Conflicts - TensionsNortheast Asia

PRC funding in doubt for Cambodian canal, other promised projects

FORUM Staff

Cambodian Deputy Prime Minister Sun Chanthol said in May 2024 that a People’s Republic of China (PRC)-owned company would “totally” fund the Funan Techo canal. Phnom Penh touted the project linking the Mekong River to the Gulf of Thailand as an economic game changer.

By August, Cambodian leader Hun Manet said at the project’s groundbreaking that the PRC would cover 49% of the canal costs. The same day, his father and former prime minister, Hun Sen, appealed on Facebook for Japan to invest in the canal.

Others familiar with the project told Reuters news agency months later that Beijing had not committed any money to the project, which is estimated to cost $1.7 billion, or about 4% of Cambodia’s gross domestic product.

Cambodian and PRC officials responded by saying that the nations’ ties are advancing and that multiple projects are ongoing.

Beijing’s waning commitment risks sinking the venture as questions persist about the price tag, environmental impact and viability, experts told Reuters.

The PRC’s foreign investments are declining as its economy weakens. Even in Cambodia, considered a strategic partner, Beijing has backed away from promises such as contributing $1 billion to a new Phnom Penh airport.

“That disengagement came as an expressway built by CRBC [the state-owned China Road and Bridge Corp.] connecting Phnom Penh to the coastal city of Sihanoukville remained under-utilized by Cambodian motorists and truck drivers who to avoid tolls prefer the crowded but free old road,” Reuters reported.

Meanwhile, the PRC is unlikely to follow through with pledges it made to Syria through its One Belt, One Road (OBOR) infrastructure scheme. Chinese Communist Party General Secretary Xi Jinping promised the now-deposed Syrian dictator Bashar Assad that the investments would rebuild the war-torn state. With the fall of Assad’s regime in late 2024, however, Syria can’t rely on Beijing to play a leading role in its recovery, the DefTech Times news website reported.

In Nepal, projects with Chinese financing also have been problematic. For instance, Beijing refused for nine years to release promised aid to upgrade the Araniko Highway. Nepal had to fund improvements to the highway that connects Kathmandu with the Nepal-China border.

Before the nations’ leaders agreed to an OBOR framework in late 2024, Beijing insisted the deal include possible loans. Nepali lawmakers have said the country can’t afford to borrow from the PRC, particularly when Beijing’s interest rates are higher than those of other creditors.

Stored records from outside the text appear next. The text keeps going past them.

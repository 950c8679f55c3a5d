//! Health check endpoints for Empath MTA
//!
//! This crate provides HTTP health check endpoints for Kubernetes liveness and readiness probes.
//! It enables production deployments with proper health monitoring and container orchestration.
//!
//! # Endpoints
//!
//! - **`/health/live`** - Liveness probe: Returns 200 if the application is running
//! - **`/health/ready`** - Readiness probe: Returns 200 if the application can accept traffic
//!
//! # Usage
//!
//! ```rust,no_run
//! use empath_health::{HealthServer, HealthConfig, HealthChecker};
//! use std::sync::Arc;
//!
//! # async fn example() -> Result<(), Box<dyn std::error::Error>> {
//! let config = HealthConfig {
//!     enabled: true,
//!     listen_address: "[::]:8080".to_string(),
//!     max_queue_size: 10000,
//! };
//!
//! let health_checker = Arc::new(HealthChecker::new(10000));
//! let server = HealthServer::new(config, health_checker).await?;
//!
//! // Run the health server
//! // server.serve(shutdown_receiver).await?;
//! # Ok(())
//! # }
//! ```

mod checker;
mod config;
mod error;
mod server;

pub use checker::HealthChecker;
pub use config::HealthConfig;
pub use error::HealthError;
pub use server::HealthServer;
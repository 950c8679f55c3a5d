//! HTTP submission API for Sendry
//!
//! A thin, authenticated intake: `POST /api/v1/send` with a bearer API key
//! and a JSON envelope. Accepted requests are handed to the same
//! [`empath_submission::SubmissionService`] the SMTP server uses, so both
//! intakes share one admission path, one set of domain-mode policies, and
//! one rate limiter.
//!
//! Everything past "accept or reject this request" -- template rendering,
//! delivery, retries -- belongs to other crates.

#![deny(clippy::pedantic, clippy::all, clippy::nursery)]

mod config;
mod error;
mod handler;
mod server;

pub use config::ApiConfig;
pub use error::ApiError;
pub use handler::{SendRequest, SendResponse};
pub use server::ApiServer;
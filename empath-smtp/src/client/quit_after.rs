//! Controls at which point the SMTP client should terminate the session.
//!
//! Similar to the `--quit-after` flag in the `swaks` tool, this allows testing
//! SMTP servers by stopping at various points in the protocol conversation.
//!
//! When using `quit_after` with `execute()`, the client will:
//! 1. Execute commands up to and including the specified point
//! 2. Send QUIT immediately after
//! 3. Ignore any additional commands in the builder
//!
//! This matches swaks behavior where `--quit-after MAIL` sends MAIL FROM,
//! then QUIT, even if RCPT TO and DATA are specified.

/// Determines when the SMTP client should quit the session.
///
/// This is useful for integration testing to verify server behavior at different
/// stages of the SMTP conversation.
///
/// # Swaks Compatibility
///
/// This enum matches the behavior of `swaks --quit-after`:
/// - Executes all commands up to and including the specified point
/// - Sends QUIT immediately after that point (when using `execute()`)
/// - Does not execute any commands added after the quit point
///
/// # Example
///
/// ```no_run
/// # use empath_smtp::client::{SmtpClientBuilder, QuitAfter};
/// # async fn example() -> Result<(), Box<dyn std::error::Error>> {
/// // This will send: EHLO, MAIL FROM, QUIT
/// // (RCPT TO and DATA are never sent)
/// let responses = SmtpClientBuilder::new("localhost:2525", "localhost")
///     .ehlo("client.example.com")
///     .mail_from("sender@example.com")
///     .rcpt_to("recipient@example.com")  // Not executed
///     .data_with_content("test")          // Not executed
///     .quit_after(QuitAfter::MailFrom)
///     .execute()
///     .await?;
/// # Ok(())
/// # }
/// ```
#[derive(Debug, Clone, Copy, PartialEq, Eq, Default)]
pub enum QuitAfter {
    /// Receive server greeting (220), then send QUIT immediately.
    Connect,

    /// Send HELO/EHLO, receive response (250), then send QUIT.
    Greeting,

    /// Send MAIL FROM, receive response (250), then send QUIT.
    MailFrom,

    /// Send RCPT TO, receive response (250), then send QUIT.
    RcptTo,

    /// Send message data and final dot, receive response (250), then send QUIT.
    /// This is equivalent to a complete SMTP transaction.
    DataEnd,

    /// Complete all specified commands, then send QUIT at the end.
    #[default]
    Never,
}

impl QuitAfter {
    /// Returns `true` if the client should quit after the connect phase.
    #[must_use]
    pub const fn should_quit_after_connect(self) -> bool {
        matches!(self, Self::Connect)
    }

    /// Returns `true` if the client should quit after the greeting phase.
    #[must_use]
    pub const fn should_quit_after_greeting(self) -> bool {
        matches!(self, Self::Greeting)
    }

    /// Returns `true` if the client should quit after MAIL FROM.
    #[must_use]
    pub const fn should_quit_after_mail_from(self) -> bool {
        matches!(self, Self::MailFrom)
    }

    /// Returns `true` if the client should quit after RCPT TO.
    #[must_use]
    pub const fn should_quit_after_rcpt_to(self) -> bool {
        matches!(self, Self::RcptTo)
    }

    /// Returns `true` if the client should quit after sending message data.
    #[must_use]
    pub const fn should_quit_after_data_end(self) -> bool {
        matches!(self, Self::DataEnd)
    }
}
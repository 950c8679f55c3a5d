pub mod fsm;
pub mod protocol;

pub use self::{fsm::FiniteStateMachine, protocol::Protocol};
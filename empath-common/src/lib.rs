#![feature(
    ascii_char,
    associated_type_defaults,
    iter_advance_by,
    result_option_map_or_default,
    slice_pattern,
    vec_into_raw_parts
)]

pub mod address;
pub mod audit;
pub mod config;
pub mod context;
pub mod controller;
pub mod delivery;
pub mod domain;
pub mod envelope;
pub mod error;
pub mod ffi;
pub mod listener;
pub mod logging;
pub mod message;
pub mod mime;
pub mod status;
pub mod traits;

pub use delivery::{DeliveryAttempt, DeliveryContext, DeliveryStatus};
pub use domain::Domain;
pub use tracing;

#[derive(Debug, Clone, Copy)]
pub enum Signal {
    Shutdown,
    Finalised,
}
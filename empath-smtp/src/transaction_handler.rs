//! Business logic handler for SMTP sessions.
//!
//! This module provides the `BusinessHandler` trait that separates business
//! logic (validation, spooling, module dispatch) from protocol state management
//! (FSM) and I/O orchestration.

use std::{borrow::Cow, collections::HashMap, net::SocketAddr, sync::Arc};

use async_trait::async_trait;
use empath_common::{context::Context, status::Status};
use empath_ffi::modules;
use empath_spool::BackingStore;
use empath_submission::{Source, SubmissionError, SubmissionService};

use crate::{State, auth_gate::AuthGate};

/// SMTP transaction handler for business logic.
///
/// This trait separates business concerns (validation, spooling, auditing)
/// from protocol concerns (state transitions) and I/O concerns (send/receive).
///
/// # Design Rationale
///
/// By separating business logic into a trait, we achieve:
/// - **Testability**: Business logic can be tested without I/O or networking
/// - **Flexibility**: Different implementations for production vs testing
/// - **Single Responsibility**: Each layer has a clear, focused purpose
/// - **Dependency Injection**: Easily swap implementations
///
/// # Responsibilities
///
/// The transaction handler is responsible for:
/// - Module-based validation dispatch
/// - Message spooling
/// - Response generation (success/failure messages)
/// - Audit logging
/// - Event notification
///
/// # Lifecycle
///
/// The handler is called after FSM state transitions:
/// 1. FSM transitions to new state (pure protocol logic)
/// 2. `SmtpTransactionHandler` validates the transition (business rules)
/// 3. `SmtpTransactionHandler` performs work (spooling, auditing, etc.)
/// 4. `Response` is generated and sent to client
#[async_trait]
pub trait SmtpTransactionHandler: Send + Sync {
    /// Validate a Connect event (new connection established)
    ///
    /// Called when a new client connects, before sending the greeting.
    ///
    /// # Arguments
    ///
    /// * `ctx` - Business context for validation and response
    ///
    /// # Returns
    ///
    /// `true` if the connection should be accepted, `false` to reject
    async fn validate_connect(&mut self, ctx: &mut Context) -> bool;

    /// Validate an EHLO/HELO command
    ///
    /// Called after the client sends EHLO or HELO.
    ///
    /// # Arguments
    ///
    /// * `ctx` - Business context for validation and response
    ///
    /// # Returns
    ///
    /// `true` if the EHLO/HELO should be accepted, `false` to reject
    async fn validate_ehlo(&mut self, ctx: &mut Context) -> bool;

    /// Validate a MAIL FROM command
    ///
    /// Called after the client sends MAIL FROM.
    ///
    /// # Arguments
    ///
    /// * `ctx` - Business context for validation and response
    ///
    /// # Returns
    ///
    /// `true` if the MAIL FROM should be accepted, `false` to reject
    async fn validate_mail_from(&mut self, ctx: &mut Context) -> bool;

    /// Validate an RCPT TO command
    ///
    /// Called after the client sends RCPT TO.
    ///
    /// # Arguments
    ///
    /// * `ctx` - Business context for validation and response
    ///
    /// # Returns
    ///
    /// `true` if the RCPT TO should be accepted, `false` to reject
    async fn validate_rcpt_to(&mut self, ctx: &mut Context) -> bool;

    /// Validate and process a complete message (after DATA)
    ///
    /// Called after the client sends the complete message (after ".").
    /// This method both validates the message and performs the spooling
    /// work if validation passes.
    ///
    /// # Arguments
    ///
    /// * `ctx` - Business context for validation, spooling, and response
    ///
    /// # Returns
    ///
    /// `true` if the message was accepted and spooled, `false` if rejected
    async fn handle_message(&mut self, ctx: &mut Context) -> bool;

    /// Validate an `AUTH` exchange once credentials have been decoded.
    ///
    /// Called once a SASL exchange (PLAIN or LOGIN, with or without an
    /// inline initial response) has produced a username/password pair.
    /// Unlike the other `validate_*` methods, the outcome never tears down
    /// the connection -- the FSM returns to the greeting state regardless of
    /// whether authentication succeeded, so the client can retry or proceed.
    ///
    /// # Arguments
    ///
    /// * `ctx` - Business context; implementations should set `ctx.response`
    ///   and, on success, `ctx.authenticated = true`
    /// * `username` - Decoded username
    /// * `password` - Decoded password
    ///
    /// # Returns
    ///
    /// `true` if the credentials were accepted
    async fn validate_auth(&mut self, ctx: &mut Context, username: &str, password: &str) -> bool;
}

Debt owed to the PRC has weakened economies in such countries as Ghana, Pakistan, Sri Lanka and Zambia, with governments defaulting on loans or at risk of doing so. The predatory lending practices can force nations to concede control over strategic assets or accept the PRC’s influence over its domestic or foreign policies, analysts say.

More than a dozen countries have defaulted on their debt since 2022, The New York Times newspaper reported. As institutions including the World Bank and International Monetary Fund work with lenders to restructure debt, Beijing is notoriously reluctant to adjust its terms.

United States Treasury Secretary Janet Yellen has called for accelerating debt relief and described the PRC’s financial processes as opaque, according to the newspaper. She also suggested creating new sources of credit for “high-ambition countries” interested in clean energy projects.